What to work on
The listing below holds a line with "repository 59a0ae6e1ac31c60" and a line with "pub(super) async fn". Reproduce those two lines exactly, plus everything between them.

Source information
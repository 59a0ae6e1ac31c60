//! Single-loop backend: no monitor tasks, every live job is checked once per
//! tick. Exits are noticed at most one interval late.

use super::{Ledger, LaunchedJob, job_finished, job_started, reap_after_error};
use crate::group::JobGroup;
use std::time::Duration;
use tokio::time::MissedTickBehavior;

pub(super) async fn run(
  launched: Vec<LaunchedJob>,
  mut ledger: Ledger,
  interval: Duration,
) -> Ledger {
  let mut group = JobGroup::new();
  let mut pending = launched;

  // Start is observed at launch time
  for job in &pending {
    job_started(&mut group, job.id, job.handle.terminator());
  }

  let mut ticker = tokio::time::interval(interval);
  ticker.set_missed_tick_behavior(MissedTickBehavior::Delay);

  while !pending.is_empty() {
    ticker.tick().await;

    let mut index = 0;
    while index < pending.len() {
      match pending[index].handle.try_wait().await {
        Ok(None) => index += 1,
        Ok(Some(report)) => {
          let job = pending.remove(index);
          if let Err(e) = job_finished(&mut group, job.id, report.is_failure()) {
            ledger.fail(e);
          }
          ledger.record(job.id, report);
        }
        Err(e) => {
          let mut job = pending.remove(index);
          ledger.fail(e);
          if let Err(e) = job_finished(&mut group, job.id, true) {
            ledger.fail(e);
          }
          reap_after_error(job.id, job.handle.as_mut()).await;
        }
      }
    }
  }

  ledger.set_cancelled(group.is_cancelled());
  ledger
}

--

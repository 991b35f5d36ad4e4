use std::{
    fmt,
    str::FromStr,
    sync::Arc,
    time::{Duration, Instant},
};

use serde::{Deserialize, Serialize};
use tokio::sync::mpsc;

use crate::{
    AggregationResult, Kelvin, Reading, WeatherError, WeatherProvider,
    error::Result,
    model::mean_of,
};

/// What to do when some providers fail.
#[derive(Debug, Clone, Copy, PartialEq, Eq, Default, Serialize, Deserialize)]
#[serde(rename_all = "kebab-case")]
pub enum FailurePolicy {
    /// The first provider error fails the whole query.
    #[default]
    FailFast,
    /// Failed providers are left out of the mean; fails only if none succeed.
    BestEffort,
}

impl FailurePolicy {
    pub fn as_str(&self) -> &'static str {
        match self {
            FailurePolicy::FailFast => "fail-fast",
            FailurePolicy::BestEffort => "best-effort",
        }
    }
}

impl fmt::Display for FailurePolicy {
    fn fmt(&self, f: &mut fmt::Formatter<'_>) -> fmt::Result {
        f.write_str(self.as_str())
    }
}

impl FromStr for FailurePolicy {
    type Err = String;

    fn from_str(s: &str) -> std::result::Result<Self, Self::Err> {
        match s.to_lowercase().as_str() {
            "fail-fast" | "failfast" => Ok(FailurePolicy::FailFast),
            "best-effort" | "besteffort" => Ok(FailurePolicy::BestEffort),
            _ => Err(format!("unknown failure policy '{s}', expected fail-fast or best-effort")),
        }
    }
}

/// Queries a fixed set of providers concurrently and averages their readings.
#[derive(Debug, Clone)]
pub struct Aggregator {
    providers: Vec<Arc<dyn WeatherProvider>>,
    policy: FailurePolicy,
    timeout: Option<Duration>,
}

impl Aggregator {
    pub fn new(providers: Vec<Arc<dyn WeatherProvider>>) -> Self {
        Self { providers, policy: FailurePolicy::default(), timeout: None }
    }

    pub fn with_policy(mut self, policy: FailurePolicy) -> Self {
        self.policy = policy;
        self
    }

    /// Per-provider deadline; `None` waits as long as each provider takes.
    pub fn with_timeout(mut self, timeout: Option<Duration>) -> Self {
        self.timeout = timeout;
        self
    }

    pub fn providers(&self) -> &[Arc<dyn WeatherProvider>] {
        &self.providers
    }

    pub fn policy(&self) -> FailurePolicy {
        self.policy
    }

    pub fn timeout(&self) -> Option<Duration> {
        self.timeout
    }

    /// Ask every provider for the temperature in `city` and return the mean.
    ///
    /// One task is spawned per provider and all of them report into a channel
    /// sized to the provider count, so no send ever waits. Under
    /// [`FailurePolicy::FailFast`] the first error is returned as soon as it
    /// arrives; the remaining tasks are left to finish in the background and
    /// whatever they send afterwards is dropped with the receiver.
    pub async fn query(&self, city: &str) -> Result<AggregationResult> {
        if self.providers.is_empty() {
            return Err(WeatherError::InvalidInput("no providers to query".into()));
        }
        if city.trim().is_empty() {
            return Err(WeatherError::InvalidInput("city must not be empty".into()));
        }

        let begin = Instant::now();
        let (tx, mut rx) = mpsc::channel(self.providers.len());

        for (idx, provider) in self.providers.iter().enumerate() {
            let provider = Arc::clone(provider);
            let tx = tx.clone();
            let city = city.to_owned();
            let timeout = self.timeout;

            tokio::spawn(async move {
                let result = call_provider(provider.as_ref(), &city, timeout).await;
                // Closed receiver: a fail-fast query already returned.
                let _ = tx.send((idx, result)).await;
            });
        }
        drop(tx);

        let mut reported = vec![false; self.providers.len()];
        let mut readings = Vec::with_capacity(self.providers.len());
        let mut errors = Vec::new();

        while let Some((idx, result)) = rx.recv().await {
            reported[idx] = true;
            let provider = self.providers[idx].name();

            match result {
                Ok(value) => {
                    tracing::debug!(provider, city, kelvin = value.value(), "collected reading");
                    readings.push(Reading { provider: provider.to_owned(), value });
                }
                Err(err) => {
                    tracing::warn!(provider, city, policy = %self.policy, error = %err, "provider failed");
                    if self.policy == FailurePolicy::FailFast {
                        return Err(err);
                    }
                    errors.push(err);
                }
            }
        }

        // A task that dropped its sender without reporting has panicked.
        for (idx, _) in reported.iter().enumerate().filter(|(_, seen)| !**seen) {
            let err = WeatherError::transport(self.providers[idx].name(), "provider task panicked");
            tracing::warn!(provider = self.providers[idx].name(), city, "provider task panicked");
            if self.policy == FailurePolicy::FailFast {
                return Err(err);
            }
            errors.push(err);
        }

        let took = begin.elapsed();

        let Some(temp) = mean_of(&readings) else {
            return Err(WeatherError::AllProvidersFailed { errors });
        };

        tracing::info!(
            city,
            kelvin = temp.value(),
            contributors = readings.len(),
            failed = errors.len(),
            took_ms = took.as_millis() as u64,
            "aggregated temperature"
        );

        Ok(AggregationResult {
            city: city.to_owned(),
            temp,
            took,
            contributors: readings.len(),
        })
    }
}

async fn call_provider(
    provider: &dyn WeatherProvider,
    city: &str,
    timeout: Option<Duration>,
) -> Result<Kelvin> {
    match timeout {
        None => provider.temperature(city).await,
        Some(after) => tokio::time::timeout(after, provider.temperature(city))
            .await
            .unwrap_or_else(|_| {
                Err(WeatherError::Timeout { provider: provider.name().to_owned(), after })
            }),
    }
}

...

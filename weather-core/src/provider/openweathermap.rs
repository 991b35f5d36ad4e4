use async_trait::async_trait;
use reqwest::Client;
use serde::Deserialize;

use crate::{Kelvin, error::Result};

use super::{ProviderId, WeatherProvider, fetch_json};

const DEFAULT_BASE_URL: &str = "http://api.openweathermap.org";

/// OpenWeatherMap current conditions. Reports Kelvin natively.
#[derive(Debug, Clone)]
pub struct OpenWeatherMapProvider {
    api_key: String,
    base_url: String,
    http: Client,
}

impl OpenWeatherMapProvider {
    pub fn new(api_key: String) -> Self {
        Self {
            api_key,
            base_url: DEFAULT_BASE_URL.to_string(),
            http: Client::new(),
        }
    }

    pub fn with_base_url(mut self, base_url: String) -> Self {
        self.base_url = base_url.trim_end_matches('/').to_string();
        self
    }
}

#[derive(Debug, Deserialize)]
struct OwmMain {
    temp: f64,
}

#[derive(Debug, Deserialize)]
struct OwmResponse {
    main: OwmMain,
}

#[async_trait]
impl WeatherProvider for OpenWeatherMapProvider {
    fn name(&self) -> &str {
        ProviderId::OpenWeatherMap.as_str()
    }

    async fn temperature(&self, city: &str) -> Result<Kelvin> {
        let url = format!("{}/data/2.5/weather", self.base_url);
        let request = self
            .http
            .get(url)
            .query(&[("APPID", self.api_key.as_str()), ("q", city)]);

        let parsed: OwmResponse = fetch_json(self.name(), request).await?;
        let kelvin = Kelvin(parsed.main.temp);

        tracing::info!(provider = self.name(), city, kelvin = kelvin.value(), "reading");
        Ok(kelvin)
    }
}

Expected answer
repository 59a0ae6e1ac31c60
//! Single-loop backend: no monitor tasks, every live job is checked once per
//! tick. Exits are noticed at most one interval late.

use super::{Ledger, LaunchedJob, job_finished, job_started, reap_after_error};
use crate::group::JobGroup;
use std::time::Duration;
use tokio::time::MissedTickBehavior;

pub(super) async fn run(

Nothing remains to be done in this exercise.